-- Opening Marker --

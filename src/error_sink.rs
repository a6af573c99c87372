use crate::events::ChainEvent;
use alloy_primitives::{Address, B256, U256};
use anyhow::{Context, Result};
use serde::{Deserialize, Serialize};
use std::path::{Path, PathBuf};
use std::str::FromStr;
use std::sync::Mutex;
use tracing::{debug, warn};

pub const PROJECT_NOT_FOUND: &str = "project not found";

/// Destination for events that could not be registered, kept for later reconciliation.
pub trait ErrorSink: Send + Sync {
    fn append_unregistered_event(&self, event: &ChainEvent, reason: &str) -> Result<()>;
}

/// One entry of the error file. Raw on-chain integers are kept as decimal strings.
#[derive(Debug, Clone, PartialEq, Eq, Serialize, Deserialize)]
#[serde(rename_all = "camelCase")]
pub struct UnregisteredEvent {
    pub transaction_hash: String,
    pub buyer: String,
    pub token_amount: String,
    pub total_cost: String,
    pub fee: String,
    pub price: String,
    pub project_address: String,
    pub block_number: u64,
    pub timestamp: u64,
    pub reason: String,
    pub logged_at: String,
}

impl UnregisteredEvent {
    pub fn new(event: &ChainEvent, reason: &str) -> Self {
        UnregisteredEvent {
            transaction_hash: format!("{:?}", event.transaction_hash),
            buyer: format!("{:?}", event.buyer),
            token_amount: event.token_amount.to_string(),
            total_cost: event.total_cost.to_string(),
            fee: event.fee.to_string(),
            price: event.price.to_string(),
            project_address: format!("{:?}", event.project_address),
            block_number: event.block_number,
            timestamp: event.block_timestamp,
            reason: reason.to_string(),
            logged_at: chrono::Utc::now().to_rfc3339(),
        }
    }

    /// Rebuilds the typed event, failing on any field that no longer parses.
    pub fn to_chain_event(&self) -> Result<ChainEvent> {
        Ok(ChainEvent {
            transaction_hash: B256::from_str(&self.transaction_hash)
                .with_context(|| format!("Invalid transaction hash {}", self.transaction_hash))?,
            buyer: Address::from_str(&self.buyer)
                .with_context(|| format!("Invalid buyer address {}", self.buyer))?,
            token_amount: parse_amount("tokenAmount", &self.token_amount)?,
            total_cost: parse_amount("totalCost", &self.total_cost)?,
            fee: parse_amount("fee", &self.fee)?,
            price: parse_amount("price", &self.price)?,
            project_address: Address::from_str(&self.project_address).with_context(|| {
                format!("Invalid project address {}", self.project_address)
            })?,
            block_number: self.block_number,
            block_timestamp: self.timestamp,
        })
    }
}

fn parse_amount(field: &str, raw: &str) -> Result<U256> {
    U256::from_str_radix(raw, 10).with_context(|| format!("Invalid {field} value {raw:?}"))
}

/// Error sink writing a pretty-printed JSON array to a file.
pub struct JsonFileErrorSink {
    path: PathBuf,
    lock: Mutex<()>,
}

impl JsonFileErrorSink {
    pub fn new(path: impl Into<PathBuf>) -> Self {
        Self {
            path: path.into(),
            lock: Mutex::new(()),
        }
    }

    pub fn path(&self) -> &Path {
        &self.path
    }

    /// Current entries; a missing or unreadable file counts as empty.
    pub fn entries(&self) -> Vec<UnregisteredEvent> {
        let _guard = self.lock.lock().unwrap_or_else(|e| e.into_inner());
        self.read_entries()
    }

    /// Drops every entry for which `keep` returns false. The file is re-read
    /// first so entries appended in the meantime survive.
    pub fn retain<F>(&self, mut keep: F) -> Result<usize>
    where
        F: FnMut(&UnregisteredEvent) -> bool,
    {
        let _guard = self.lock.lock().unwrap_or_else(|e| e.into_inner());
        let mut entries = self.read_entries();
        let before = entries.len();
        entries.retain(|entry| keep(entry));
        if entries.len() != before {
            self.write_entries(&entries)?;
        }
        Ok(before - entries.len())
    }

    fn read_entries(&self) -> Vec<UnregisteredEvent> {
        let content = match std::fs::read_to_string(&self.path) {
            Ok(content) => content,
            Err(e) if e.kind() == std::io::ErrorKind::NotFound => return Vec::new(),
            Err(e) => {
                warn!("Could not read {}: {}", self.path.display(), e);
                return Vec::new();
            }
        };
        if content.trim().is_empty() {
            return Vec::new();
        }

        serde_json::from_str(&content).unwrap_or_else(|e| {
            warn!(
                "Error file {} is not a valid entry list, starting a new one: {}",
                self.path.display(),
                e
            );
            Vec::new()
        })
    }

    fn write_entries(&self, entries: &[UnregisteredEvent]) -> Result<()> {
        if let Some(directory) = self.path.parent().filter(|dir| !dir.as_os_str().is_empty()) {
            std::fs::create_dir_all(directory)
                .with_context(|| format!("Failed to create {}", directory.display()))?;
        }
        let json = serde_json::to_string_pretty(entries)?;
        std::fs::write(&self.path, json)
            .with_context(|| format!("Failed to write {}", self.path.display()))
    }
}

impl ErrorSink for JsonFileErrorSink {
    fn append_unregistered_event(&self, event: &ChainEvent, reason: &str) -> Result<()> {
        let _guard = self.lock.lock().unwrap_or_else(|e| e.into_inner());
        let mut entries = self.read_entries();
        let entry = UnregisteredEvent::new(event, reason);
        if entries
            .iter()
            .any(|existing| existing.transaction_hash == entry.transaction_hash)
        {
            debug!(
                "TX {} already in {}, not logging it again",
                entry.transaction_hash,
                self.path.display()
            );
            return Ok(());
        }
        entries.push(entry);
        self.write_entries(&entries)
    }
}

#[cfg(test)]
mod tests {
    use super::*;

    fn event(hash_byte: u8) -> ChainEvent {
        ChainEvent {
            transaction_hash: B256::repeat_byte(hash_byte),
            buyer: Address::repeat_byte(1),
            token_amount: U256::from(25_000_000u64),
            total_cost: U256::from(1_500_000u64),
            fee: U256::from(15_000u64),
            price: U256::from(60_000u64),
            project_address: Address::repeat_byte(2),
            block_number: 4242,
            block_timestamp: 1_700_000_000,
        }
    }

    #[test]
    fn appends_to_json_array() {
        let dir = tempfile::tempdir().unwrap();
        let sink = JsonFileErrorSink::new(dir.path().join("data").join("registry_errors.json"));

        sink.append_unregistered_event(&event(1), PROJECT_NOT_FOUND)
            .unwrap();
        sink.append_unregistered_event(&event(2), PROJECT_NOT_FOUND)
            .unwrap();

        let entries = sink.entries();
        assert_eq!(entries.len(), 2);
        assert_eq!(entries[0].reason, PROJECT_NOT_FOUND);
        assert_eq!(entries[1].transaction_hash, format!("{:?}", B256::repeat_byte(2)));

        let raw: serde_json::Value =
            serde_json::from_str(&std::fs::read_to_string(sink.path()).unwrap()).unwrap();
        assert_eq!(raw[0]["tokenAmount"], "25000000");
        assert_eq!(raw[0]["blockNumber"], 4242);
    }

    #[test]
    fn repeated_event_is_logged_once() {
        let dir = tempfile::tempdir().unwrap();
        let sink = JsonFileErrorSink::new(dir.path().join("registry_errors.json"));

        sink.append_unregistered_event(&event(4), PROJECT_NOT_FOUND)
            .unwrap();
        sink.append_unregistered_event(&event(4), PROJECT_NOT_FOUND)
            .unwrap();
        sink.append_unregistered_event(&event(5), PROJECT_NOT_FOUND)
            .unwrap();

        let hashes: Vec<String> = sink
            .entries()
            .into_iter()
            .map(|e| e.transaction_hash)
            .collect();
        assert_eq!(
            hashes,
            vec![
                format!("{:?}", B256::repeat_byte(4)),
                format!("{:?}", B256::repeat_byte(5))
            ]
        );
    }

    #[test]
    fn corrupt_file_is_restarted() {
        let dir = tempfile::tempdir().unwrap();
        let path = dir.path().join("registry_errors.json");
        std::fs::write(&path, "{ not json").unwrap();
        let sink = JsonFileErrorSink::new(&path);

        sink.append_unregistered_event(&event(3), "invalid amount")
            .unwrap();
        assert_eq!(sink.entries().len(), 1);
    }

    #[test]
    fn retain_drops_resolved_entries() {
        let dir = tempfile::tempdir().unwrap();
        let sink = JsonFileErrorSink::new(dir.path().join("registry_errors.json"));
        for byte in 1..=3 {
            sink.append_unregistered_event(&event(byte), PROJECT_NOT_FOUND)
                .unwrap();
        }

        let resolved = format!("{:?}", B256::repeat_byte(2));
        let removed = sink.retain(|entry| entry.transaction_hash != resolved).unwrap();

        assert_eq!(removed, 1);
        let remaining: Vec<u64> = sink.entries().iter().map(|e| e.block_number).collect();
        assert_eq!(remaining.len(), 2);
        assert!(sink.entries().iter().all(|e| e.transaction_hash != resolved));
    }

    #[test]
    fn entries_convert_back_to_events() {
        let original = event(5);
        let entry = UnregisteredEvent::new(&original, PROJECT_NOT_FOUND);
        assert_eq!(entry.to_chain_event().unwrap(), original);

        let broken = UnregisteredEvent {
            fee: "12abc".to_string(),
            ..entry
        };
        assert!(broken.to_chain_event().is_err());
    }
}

-- Closing Marker --

Scan the material above. Extract every line in which the word "field" occurs.

Written answer:
    /// Rebuilds the typed event, failing on any field that no longer parses.
fn parse_amount(field: &str, raw: &str) -> Result<U256> {
    U256::from_str_radix(raw, 10).with_context(|| format!("Invalid {field} value {raw:?}"))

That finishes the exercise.